> _Work required_
Across the records below, count every line that contains the string "again", then report the count alone.

> _Stored data entries_
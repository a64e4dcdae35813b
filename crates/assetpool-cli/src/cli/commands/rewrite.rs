//! `assetpool rewrite` – print the rewritten URL.

use assetpool_core::url_rewrite::{rewrite_with_dialect, UrlDialect};

use crate::cli::SiteArgs;

pub fn run_rewrite(url: &str, site: &SiteArgs, legacy: bool) {
    let dialect = if legacy {
        UrlDialect::Legacy
    } else {
        UrlDialect::TokenPath
    };
    let fixed = rewrite_with_dialect(
        url,
        &site.token,
        &site.site_url,
        site.access_key.as_deref(),
        dialect,
    );
    println!("{fixed}");
}
impl Inner {
    fn shutdown(&self) {
        {
            let mut st = self.status();
            if st.detached {
                return;
            }
            st.detached = true;
            st.generation += 1;
        }
        for task in self.tasks().drain(..) {
            task.abort();
        }
        self.ready.send_replace(true);
        tracing::debug!("binding detached");
    }

    fn status(&self) -> MutexGuard<'_, Status> {
        self.status.lock().unwrap_or_else(|e| e.into_inner())
    }

    fn tasks(&self) -> MutexGuard<'_, Vec<JoinHandle<()>>> {
        self.tasks.lock().unwrap_or_else(|e| e.into_inner())
    }

    fn track(&self, handle: JoinHandle<()>) {
        let mut tasks = self.tasks();
        tasks.retain(|t| !t.is_finished());
        tasks.push(handle);
    }

    fn site(&self) -> Option<Arc<Site>> {
        let registry = self.ctx.pool.registry();
        match &self.ctx.site_id {
            Some(id) => registry.get_site(id),
            None => registry.current_site(),
        }
    }

    /// Open a new generation. `None` when detached, or when only storing
    /// inputs on a binding that was never attached.
    fn begin(&self, inputs: Option<ContentInputs>, attach: bool) -> Option<(u64, ContentInputs)> {
        let mut st = self.status();
        if st.detached {
            return None;
        }
        if let Some(inputs) = inputs {
            st.inputs = inputs;
        }
        if attach {
            st.attached = true;
        }
        if !st.attached {
            return None;
        }
        st.generation += 1;
        st.state = BindingState::Resolving;
        Some((st.generation, st.inputs.clone()))
    }

    fn is_current(&self, generation: u64) -> bool {
        let st = self.status();
        !st.detached && st.generation == generation
    }

    /// Resolve the current inputs again after the file was downloaded.
    async fn rebind(self: &Arc<Self>) {
        if let Some((generation, inputs)) = self.begin(None, false) {
            self.run(generation, inputs, true).await;
        }
    }

    /// `rebound` is set when this run was triggered by a finished download.
    async fn run(self: &Arc<Self>, generation: u64, inputs: ContentInputs, rebound: bool) {
        let tag = self.target.tag();
        let Some(attr) = tag.url_attribute() else {
            tracing::debug!(?tag, "unsupported element, leaving it as is");
            self.commit_unsupported(generation);
            return;
        };
        let site = self.site();
        let url = inputs.url.clone().unwrap_or_default();
        let main = self.resolve_attr(tag, attr, &url, site.as_deref()).await;
        let poster = match (tag, inputs.poster_url.as_deref()) {
            (ElementTag::Video, Some(poster)) => Some((
                poster,
                self.resolve_attr(tag, "poster", poster, site.as_deref()).await,
            )),
            _ => None,
        };

        let watch_url = self.commit(generation, tag, attr, (url.as_str(), main), poster);
        if let (Some(site), Some(remote)) = (site, watch_url) {
            self.watch_download(generation, &site, &url, &remote, rebound);
        }
    }

    async fn resolve_attr(&self, tag: ElementTag, attr: &str, url: &str, site: Option<&Site>) -> Resolved {
        let Some(site) = site else {
            return Resolved::Untouched;
        };
        if !is_downloadable(tag, url, site) {
            tracing::debug!(url, "ignoring non-downloadable URL");
            return Resolved::Untouched;
        }

        let ctx = &self.ctx;
        let eager = matches!(tag, ElementTag::Img | ElementTag::Track) || attr == "poster";
        let req = ResolveRequest::new(site.id(), url)
            .owner(&ctx.component, &ctx.component_id)
            .eager(eager);
        let result = if attr == "src" && !tag.is_media() {
            ctx.pool.resolve_request(req).await
        } else if tag == ElementTag::Track {
            // Tracks are always local: remote subtitle URLs trip CORS checks.
            ctx.pool
                .download_url(site.id(), url, &ctx.component, &ctx.component_id)
                .await
                .map(|u| self.target.convert_file_src(&u))
        } else {
            ctx.pool
                .resolve_request(req)
                .await
                .map(|u| self.target.convert_file_src(&u))
        };

        match result {
            Ok(mut value) => {
                // Inline and background fetches of one URL must not share a platform cache slot.
                if !is_local_file_url(&value) && !value.contains('#') && tag != ElementTag::A {
                    value.push('#');
                    value.push_str(&ctx.embedded_fragment);
                }
                Resolved::Url(value)
            }
            Err(e) => Resolved::Failed(e),
        }
    }

    fn commit_unsupported(&self, generation: u64) {
        let mut st = self.status();
        if st.detached || st.generation != generation {
            return;
        }
        st.state = BindingState::Failed;
        st.invalid = true;
        st.resolved = None;
        drop(st);
        self.ready.send_replace(true);
    }

    /// Apply the results if `generation` is still current. Returns the
    /// remote URL that was applied when a later download should rebind it.
    fn commit(
        self: &Arc<Self>,
        generation: u64,
        tag: ElementTag,
        attr: &str,
        main: (&str, Resolved),
        poster: Option<(&str, Resolved)>,
    ) -> Option<String> {
        let mut st = self.status();
        if st.detached || st.generation != generation {
            tracing::debug!(generation, "dropping superseded resolution");
            return None;
        }

        let (original, outcome) = main;
        let (value, state, invalid) = match outcome {
            Resolved::Url(u) => (u, BindingState::Bound, false),
            Resolved::Untouched => (original.to_string(), BindingState::Bound, true),
            Resolved::Failed(e) => {
                tracing::warn!(url = original, "resolution failed, using original URL: {}", e);
                (original.to_string(), BindingState::Failed, false)
            }
        };
        self.apply(generation, tag, attr, &value, original);

        if let Some((original, outcome)) = poster {
            let poster_value = match outcome {
                Resolved::Url(u) => u,
                Resolved::Untouched => original.to_string(),
                Resolved::Failed(e) => {
                    tracing::warn!(url = original, "poster resolution failed: {}", e);
                    original.to_string()
                }
            };
            self.apply(generation, tag, "poster", &poster_value, original);
        }

        let watch = (state == BindingState::Bound && !invalid && !is_local_file_url(&value))
            .then(|| value.clone());
        st.state = state;
        st.invalid = invalid;
        st.resolved = (!value.is_empty()).then_some(value);
        drop(st);
        self.ready.send_replace(true);
        tracing::debug!(generation, ?state, "binding settled");
        watch
    }

    fn apply(self: &Arc<Self>, generation: u64, tag: ElementTag, attr: &str, value: &str, original: &str) {
        if value.is_empty() {
            if tag == ElementTag::Img {
                self.loaded.send_replace(true);
            }
            return;
        }

        if tag == ElementTag::Source {
            self.target.replace_source(value);
        } else {
            self.target.set_attribute(attr, value);
            if !original.is_empty() && original != value {
                self.target
                    .set_attribute(&format!("data-original-{attr}"), original);
            }
        }

        if tag != ElementTag::Img {
            return;
        }
        if value.starts_with("data:") {
            self.loaded.send_replace(true);
            return;
        }
        self.loaded.send_replace(false);
        let inner = Arc::clone(self);
        self.track(tokio::spawn(async move {
            inner.target.wait_for_decode().await;
            if inner.is_current(generation) {
                inner.loaded.send_replace(true);
            }
        }));
    }

    /// Rebind to the local copy once the filepool finishes downloading `url`.
    /// A rebind that still ends on a remote URL does not watch again.
    fn watch_download(
        self: &Arc<Self>,
        generation: u64,
        site: &Site,
        url: &str,
        applied: &str,
        rebound: bool,
    ) {
        let ctx = &self.ctx;
        let key = ResourceKey::new(site.id(), url, &ctx.component, &ctx.component_id);
        let file_key = key.file_key();
        let mut events = ctx.pool.subscribe();
        // Subscribed first, so a download settling from here on is seen.
        let state = ctx.pool.file_state(&key);
        let finished = state == DownloadState::Downloaded;
        if state == DownloadState::Failed || (finished && rebound) {
            return;
        }
        let inner = Arc::clone(self);
        tracing::debug!(url = applied, "watching for local copy");
        self.track(tokio::spawn(async move {
            if !finished {
                loop {
                    match events.recv().await {
                        Ok(ev) if ev.key == file_key && ev.state == DownloadState::Downloaded => break,
                        Ok(ev) if ev.key == file_key && ev.state == DownloadState::Failed => {
                            tracing::debug!(url = %key.url, "download failed, keeping remote URL");
                            return;
                        }
                        Ok(_) | Err(broadcast::error::RecvError::Lagged(_)) => continue,
                        Err(broadcast::error::RecvError::Closed) => return,
                    }
                }
            }
            if inner.is_current(generation) {
                tracing::debug!(url = %key.url, "local copy ready, rebinding");
                inner.rebind().await;
            }
        }));
    }
}
//! Resolution coordinator.
//!
//! Turns a remote asset URL plus its owner into a URL the renderer can use:
//! the local copy when there is one, otherwise the rewritten remote URL.
//! Downloads are started per policy (eager, cheap by size, or background).
//!
//! Concurrent resolutions of one [`ResourceKey`] share a single pending task,
//! and concurrent downloads of one stored file share a single download, no
//! matter which resolution started it. Both maps drop an entry as soon as its
//! task settles, so a failure is never cached.

mod entry;
mod inflight;
mod key;
mod policy;
mod table;

use std::path::Path;
use std::sync::{Arc, Mutex, MutexGuard};
use std::time::{SystemTime, UNIX_EPOCH};

use anyhow::Result;
use tokio::sync::broadcast;

use crate::config::AssetPoolConfig;
use crate::error::ResolveError;
use crate::probe::CapabilityProber;
use crate::site::{Site, SiteRegistry};
use crate::store::{FileKey, FileStore, LocalHandle};

use inflight::InFlight;
use policy::{plan, Demand, Plan};

pub use entry::{CacheEntry, ComponentLink, DownloadState};
pub use key::ResourceKey;
pub use table::CacheTable;

const EVENT_CAPACITY: usize = 64;

/// Download state change of one stored file.
#[derive(Debug, Clone, PartialEq, Eq)]
pub struct FileEvent {
    pub key: FileKey,
    pub state: DownloadState,
    pub error: Option<String>,
}

/// One resolution: the asset, its owner and what the caller knows about it.
#[derive(Debug, Clone, Default)]
pub struct ResolveRequest {
    pub site_id: String,
    pub url: String,
    pub component: String,
    pub component_id: String,
    /// Download before answering even when the size is unknown or large.
    pub eager: bool,
    /// Size hint; at or below the download threshold the file is fetched eagerly.
    pub file_size: Option<u64>,
    /// Remote revision hint; newer than the cached copy makes it outdated.
    pub time_modified: u64,
}

impl ResolveRequest {
    pub fn new(site_id: &str, url: &str) -> Self {
        Self {
            site_id: site_id.to_string(),
            url: url.to_string(),
            ..Self::default()
        }
    }

    pub fn owner(mut self, component: &str, component_id: &str) -> Self {
        self.component = component.to_string();
        self.component_id = component_id.to_string();
        self
    }

    pub fn eager(mut self, eager: bool) -> Self {
        self.eager = eager;
        self
    }

    pub fn file_size(mut self, size: u64) -> Self {
        self.file_size = Some(size);
        self
    }

    pub fn time_modified(mut self, time_modified: u64) -> Self {
        self.time_modified = time_modified;
        self
    }

    pub fn key(&self) -> ResourceKey {
        ResourceKey::new(&self.site_id, &self.url, &self.component, &self.component_id)
    }
}

/// Tunables taken from [`AssetPoolConfig`].
#[derive(Debug, Clone)]
struct PoolSettings {
    download_threshold_bytes: u64,
    max_age_secs: Option<u64>,
}

struct Inner {
    registry: Arc<SiteRegistry>,
    prober: CapabilityProber,
    store: Arc<dyn FileStore>,
    settings: PoolSettings,
    table: Mutex<CacheTable>,
    resolutions: InFlight<ResourceKey, String>,
    downloads: InFlight<FileKey, LocalHandle>,
    events: broadcast::Sender<FileEvent>,
}

/// Cheap to clone; clones share all state.
#[derive(Clone)]
pub struct Filepool {
    inner: Arc<Inner>,
}

fn now_secs() -> u64 {
    SystemTime::now()
        .duration_since(UNIX_EPOCH)
        .map(|d| d.as_secs())
        .unwrap_or(0)
}

impl Filepool {
    pub fn new(
        registry: Arc<SiteRegistry>,
        prober: CapabilityProber,
        store: Arc<dyn FileStore>,
        config: &AssetPoolConfig,
    ) -> Self {
        Self::with_table(registry, prober, store, config, CacheTable::new())
    }

    /// Like [`new`](Self::new), starting from a previously saved table.
    pub fn with_table(
        registry: Arc<SiteRegistry>,
        prober: CapabilityProber,
        store: Arc<dyn FileStore>,
        config: &AssetPoolConfig,
        mut table: CacheTable,
    ) -> Self {
        table.settle_interrupted();
        let (events, _) = broadcast::channel(EVENT_CAPACITY);
        Self {
            inner: Arc::new(Inner {
                registry,
                prober,
                store,
                settings: PoolSettings {
                    download_threshold_bytes: config.download_threshold_bytes,
                    max_age_secs: config.max_age_secs,
                },
                table: Mutex::new(table),
                resolutions: InFlight::new(),
                downloads: InFlight::new(),
                events,
            }),
        }
    }

    pub fn registry(&self) -> &Arc<SiteRegistry> {
        &self.inner.registry
    }

    pub fn prober(&self) -> &CapabilityProber {
        &self.inner.prober
    }

    fn table(&self) -> MutexGuard<'_, CacheTable> {
        self.inner.table.lock().unwrap_or_else(|e| e.into_inner())
    }

    fn site(&self, site_id: &str) -> Result<Arc<Site>, ResolveError> {
        self.inner
            .registry
            .get_site(site_id)
            .ok_or_else(|| ResolveError::SiteNotFound(site_id.to_string()))
    }

    /// Resolve `url` for the given owner. See [`resolve_request`](Self::resolve_request).
    pub async fn resolve(
        &self,
        site_id: &str,
        url: &str,
        component: &str,
        component_id: &str,
        eager: bool,
    ) -> Result<String, ResolveError> {
        let req = ResolveRequest::new(site_id, url)
            .owner(component, component_id)
            .eager(eager);
        self.resolve_request(req).await
    }

    /// URL to render for the requested asset.
    ///
    /// Callers arriving while a resolution of the same key is pending get
    /// that resolution's answer.
    pub async fn resolve_request(&self, req: ResolveRequest) -> Result<String, ResolveError> {
        let key = req.key();
        let this = self.clone();
        let task_key = key.clone();
        let (pending, started) = self
            .inner
            .resolutions
            .join_or_start(key.clone(), move || async move {
                this.run_resolution(task_key, req).await
            });
        if !started {
            tracing::debug!(url = %key.url, "joining pending resolution");
        }
        pending.await
    }

    async fn run_resolution(&self, key: ResourceKey, req: ResolveRequest) -> Result<String, ResolveError> {
        let site = self.site(&req.site_id)?;
        let file_key = key.file_key();
        self.link(&key, &file_key);
        let local = self.local_copy(&key, &file_key);
        let outdated = local.is_some() && self.is_outdated(&file_key, req.time_modified);
        let demand = Demand {
            has_local: local.is_some(),
            outdated,
            online: self.inner.prober.connectivity().is_online(),
            eager: req.eager,
            cheap: req
                .file_size
                .is_some_and(|size| size <= self.inner.settings.download_threshold_bytes),
        };
        let chosen = plan(demand);
        tracing::debug!(url = %key.url, ?demand, plan = ?chosen, "resolving asset");

        match (chosen, local) {
            (Plan::Local, Some(local)) => Ok(local),
            (Plan::LocalThenRefresh, Some(local)) => {
                self.start_download(&site, &key, req.time_modified);
                Ok(local)
            }
            (Plan::Remote, _) => Ok(site.check_and_fix_url(&req.url, &self.inner.prober).await),
            (Plan::RemoteThenDownload, _) => {
                let remote = site.check_and_fix_url(&req.url, &self.inner.prober).await;
                self.start_download(&site, &key, req.time_modified);
                Ok(remote)
            }
            _ => {
                let handle = self.download(&site, &key, req.time_modified).await?;
                Ok(handle.url)
            }
        }
    }

    /// Always end with a local copy: a fresh one is reused, otherwise the file
    /// is downloaded and awaited. Used for subtitle tracks.
    pub async fn download_url(
        &self,
        site_id: &str,
        url: &str,
        component: &str,
        component_id: &str,
    ) -> Result<String, ResolveError> {
        let site = self.site(site_id)?;
        let key = ResourceKey::new(site_id, url, component, component_id);
        let file_key = key.file_key();
        self.link(&key, &file_key);
        if let Some(local) = self.local_copy(&key, &file_key) {
            if !self.is_outdated(&file_key, 0) {
                return Ok(local);
            }
        }
        Ok(self.download(&site, &key, 0).await?.url)
    }

    /// Start a background download unless the file is already stored or being
    /// fetched. Returns true if a download was started.
    pub fn prefetch(&self, req: &ResolveRequest) -> Result<bool, ResolveError> {
        let site = self.site(&req.site_id)?;
        let key = req.key();
        self.link(&key, &key.file_key());
        match self.file_state(&key) {
            DownloadState::Downloaded | DownloadState::Downloading => Ok(false),
            DownloadState::NotDownloaded | DownloadState::Failed => {
                if self.local_copy(&key, &key.file_key()).is_some() {
                    return Ok(false);
                }
                self.start_download(&site, &key, req.time_modified);
                Ok(true)
            }
        }
    }

    /// Receive download state changes for every file.
    pub fn subscribe(&self) -> broadcast::Receiver<FileEvent> {
        self.inner.events.subscribe()
    }

    /// Current download state of the file behind `key`.
    pub fn file_state(&self, key: &ResourceKey) -> DownloadState {
        let file_key = key.file_key();
        if self.inner.downloads.contains(&file_key) {
            return DownloadState::Downloading;
        }
        self.table()
            .get(&file_key)
            .map(|e| e.state)
            .unwrap_or_default()
    }

    /// Cache entry of the file behind `key`, if any.
    pub fn entry(&self, key: &ResourceKey) -> Option<CacheEntry> {
        self.table().get(&key.file_key()).cloned()
    }

    /// Mark the file outdated so the next resolution fetches it again.
    /// Returns false if nothing is cached for `key`.
    pub fn invalidate(&self, key: &ResourceKey) -> bool {
        match self.table().get_mut(&key.file_key()) {
            Some(entry) => {
                entry.stale = true;
                tracing::debug!(url = %key.url, "cache entry invalidated");
                true
            }
            None => false,
        }
    }

    /// Forget every cache entry of a site (logout). Files on disk are kept.
    pub fn forget_site(&self, site_id: &str) -> usize {
        let removed = self.table().remove_site(site_id);
        tracing::info!(site = %site_id, removed, "cache entries dropped");
        removed
    }

    /// Copy of the cache table, e.g. for persistence.
    pub fn snapshot(&self) -> CacheTable {
        self.table().clone()
    }

    pub fn save_table(&self, path: &Path) -> Result<()> {
        self.snapshot().save_to_path(path)
    }

    /// Local URL for the file if it is stored. A copy found in the store with
    /// no entry (an earlier session) is adopted as downloaded.
    fn local_copy(&self, key: &ResourceKey, file_key: &FileKey) -> Option<String> {
        let local = self.inner.store.local_url_of(file_key)?;
        let mut table = self.table();
        let entry = table.entry(file_key, &key.url);
        if entry.local.is_none() && entry.state == DownloadState::NotDownloaded {
            tracing::debug!(url = %key.url, "adopting stored copy");
            entry.state = DownloadState::Downloaded;
        }
        Some(local)
    }

    /// Record the owner of `key` on its file's entry.
    fn link(&self, key: &ResourceKey, file_key: &FileKey) {
        self.table()
            .entry(file_key, &key.url)
            .add_link(&key.component, &key.component_id);
    }

    fn is_outdated(&self, file_key: &FileKey, time_modified: u64) -> bool {
        self.table().get(file_key).is_some_and(|e| {
            e.is_outdated(time_modified, now_secs(), self.inner.settings.max_age_secs)
        })
    }

    fn emit(&self, key: &FileKey, state: DownloadState, error: Option<String>) {
        // No receivers is fine.
        let _ = self.inner.events.send(FileEvent {
            key: key.clone(),
            state,
            error,
        });
    }

    fn start_download(&self, site: &Arc<Site>, key: &ResourceKey, time_modified: u64) {
        // Dropping the pending handle does not stop the spawned download.
        let _ = self.join_download(site, key, time_modified);
    }

    async fn download(
        &self,
        site: &Arc<Site>,
        key: &ResourceKey,
        time_modified: u64,
    ) -> Result<LocalHandle, ResolveError> {
        self.join_download(site, key, time_modified).await
    }

    fn join_download(
        &self,
        site: &Arc<Site>,
        key: &ResourceKey,
        time_modified: u64,
    ) -> inflight::Pending<LocalHandle> {
        let file_key = key.file_key();
        let this = self.clone();
        let (site, task_key, task_file) = (Arc::clone(site), key.clone(), file_key.clone());
        let (pending, started) = self.inner.downloads.join_or_start(file_key, move || async move {
            this.run_download(site, task_key, task_file, time_modified).await
        });
        if !started {
            tracing::debug!(url = %key.url, "joining in-flight download");
        }
        pending
    }

    async fn run_download(
        &self,
        site: Arc<Site>,
        key: ResourceKey,
        file_key: FileKey,
        time_modified: u64,
    ) -> Result<LocalHandle, ResolveError> {
        {
            let mut table = self.table();
            table.entry(&file_key, &key.url).state = DownloadState::Downloading;
        }
        self.emit(&file_key, DownloadState::Downloading, None);

        let fetch_url = site.check_and_fix_url(&key.url, &self.inner.prober).await;
        match self.inner.store.download(&file_key, &fetch_url).await {
            Ok(handle) => {
                {
                    let mut table = self.table();
                    let entry = table.entry(&file_key, &key.url);
                    entry.state = DownloadState::Downloaded;
                    entry.local = Some(handle.clone());
                    entry.downloaded_at = Some(now_secs());
                    entry.time_modified = entry.time_modified.max(time_modified);
                    entry.stale = false;
                    entry.last_error = None;
                }
                tracing::info!(url = %key.url, bytes = handle.size, "asset downloaded");
                self.emit(&file_key, DownloadState::Downloaded, None);
                Ok(handle)
            }
            Err(e) => {
                tracing::warn!(url = %key.url, "asset download failed: {}", e);
                {
                    let mut table = self.table();
                    let entry = table.entry(&file_key, &key.url);
                    entry.state = DownloadState::Failed;
                    entry.last_error = Some(e.to_string());
                }
                self.emit(&file_key, DownloadState::Failed, Some(e.to_string()));
                Err(e.into())
            }
        }
    }
}
//! Where a resolution gets its URL from, and whether it downloads.

/// What the resolution knows when it picks a plan.
#[derive(Debug, Clone, Copy)]
pub(crate) struct Demand {
    pub has_local: bool,
    pub outdated: bool,
    pub online: bool,
    pub eager: bool,
    /// Known size at or below the download threshold.
    pub cheap: bool,
}

#[derive(Debug, Clone, Copy, PartialEq, Eq)]
pub(crate) enum Plan {
    /// Serve the local copy as is.
    Local,
    /// Serve the local copy and refresh it in the background.
    LocalThenRefresh,
    /// Download now and serve the new local copy.
    Download,
    /// Serve the remote URL; nothing is fetched.
    Remote,
    /// Serve the remote URL and download in the background.
    RemoteThenDownload,
}

pub(crate) fn plan(d: Demand) -> Plan {
    if d.has_local {
        if !d.outdated || !d.online {
            return Plan::Local;
        }
        return if d.eager {
            Plan::Download
        } else {
            Plan::LocalThenRefresh
        };
    }
    if !d.online {
        Plan::Remote
    } else if d.eager || d.cheap {
        Plan::Download
    } else {
        Plan::RemoteThenDownload
    }
}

> _Written response_
3